Diabetes Care, Vol 8, Issue 3 268-273, Copyright © 1985 by American Diabetes Association
Incidence and management of severe hypoglycemia in 434 adults with insulin-dependent diabetes mellitus
I Muhlhauser, M Berger, G Sonnenberg, J Koch, V Jorgens, G Schernthaner, V Scholz and D Padagogin
The risk of severe hypoglycemia associated with the particular therapeutic
approach of two University hospitals was assessed in 96% of all patients
with insulin-dependent diabetes mellitus (IDDM) who had been admitted
during a period of almost 3 yr to the diabetic wards of two hospitals and
who participated in a structured teaching and treatment program.

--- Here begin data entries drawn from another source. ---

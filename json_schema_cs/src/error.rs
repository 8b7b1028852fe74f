use std::error;
use std::fmt;

/// Error type for JSON Schema to C# generation.
///
/// Variants that point at a location in the schema carry a JSON Pointer
/// (`""` for the root); `Display` renders it as a `#`-prefixed fragment.
#[derive(Debug)]
pub enum JsonSchemaGenError {
    /// Generic error with a message.
    GenericError(String),

    /// I/O error (e.g., reading schema file, writing output).
    IoError(std::io::Error),

    /// JSON parsing error.
    JsonError(serde_json::Error),

    /// A local `$ref` whose pointer does not lead to a schema.
    UnresolvedReference { pointer: String, reference: String },

    /// A `$ref` that is not a local `#` fragment.
    UnsupportedReference { pointer: String, reference: String },

    /// A chain of `$ref`s that loops back on itself without reaching a named type.
    CircularReference { pointer: String, reference: String },

    /// A `type` keyword naming something other than the JSON Schema primitive types.
    UnsupportedType { pointer: String, type_name: String },

    /// An `enum` mixing strings, integers, or other values.
    UnsupportedEnum { pointer: String },

    /// A `pattern` that does not compile as an ECMAScript regular expression.
    InvalidPattern {
        pointer: String,
        pattern: String,
        message: String,
    },
}

impl error::Error for JsonSchemaGenError {}

impl fmt::Display for JsonSchemaGenError {
    fn fmt(&self, f: &mut fmt::Formatter<'_>) -> fmt::Result {
        match self {
            Self::GenericError(message) => write!(f, "{message}"),
            Self::IoError(io_error) => fmt::Display::fmt(io_error, f),
            Self::JsonError(json_error) => fmt::Display::fmt(json_error, f),
            Self::UnresolvedReference { pointer, reference } => {
                write!(f, "Unresolved $ref '{reference}' at '#{pointer}'")
            }
            Self::UnsupportedReference { pointer, reference } => write!(
                f,
                "Unsupported $ref '{reference}' at '#{pointer}': only local '#' references are supported"
            ),
            Self::CircularReference { pointer, reference } => {
                write!(f, "Circular $ref '{reference}' at '#{pointer}'")
            }
            Self::UnsupportedType { pointer, type_name } => {
                write!(f, "Unsupported type '{type_name}' at '#{pointer}'")
            }
            Self::UnsupportedEnum { pointer } => write!(
                f,
                "Unsupported enum at '#{pointer}': values must be all strings or all integers"
            ),
            Self::InvalidPattern {
                pointer,
                pattern,
                message,
            } => write!(
                f,
                "Invalid pattern '{pattern}' at '#{pointer}': {message}"
            ),
        }
    }
}

impl From<&str> for JsonSchemaGenError {
    fn from(message: &str) -> Self {
        Self::GenericError(message.to_string())
    }
}

impl From<String> for JsonSchemaGenError {
    fn from(message: String) -> Self {
        Self::GenericError(message)
    }
}

impl From<std::io::Error> for JsonSchemaGenError {
    fn from(io_error: std::io::Error) -> Self {
        Self::IoError(io_error)
    }
}

impl From<serde_json::Error> for JsonSchemaGenError {
    fn from(json_error: serde_json::Error) -> Self {
        Self::JsonError(json_error)
    }
}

During a
mean follow-up period of 18 mo, 10% of the conventionally treated patients
(N = 384; age 30 +/- 13 yr; duration of diabetes 12 +/- 9 yr) and 9% of the
CSII-treated patients (N = 50, age 28 +/- 7 yr, duration of diabetes 13 +/-
7 yr, total follow-up period 1093 patient-mo) experienced at least one
severe hypoglycemic episode per year, and a total of 123 severe
hypoglycemic episodes occurred. In a subgroup of 169 conventionally treated
patients, mean glycosylated hemoglobin values decreased from 10.5 +/- 1.9%
before participation in the program to 9.2 +/- 2.0% (P less than 0.001) 18
+/- 4 mo thereafter. For the CSII-treated patients, glycosylated hemoglobin
values were 9.7 +/- 1.9% before initiation of pump therapy and remained at
the upper normal range from 3 mo thereafter throughout the study. There was
no relationship between glycosylated hemoglobin levels and the occurrence
of severe hypoglycemic episodes. Fifty-three severe hypoglycemic episodes
were treated with glucagon injections by the patients' relatives (all but
one effectively), 30 were managed by assisting physicians, and 44 led to
hospitalization. Thus, successful attempts to improve glycosylated
hemoglobin values in an unselected group of patients with IDDM were not
associated with an unduly high risk of severe hypoglycemia when compared
with the scarce data from the literature.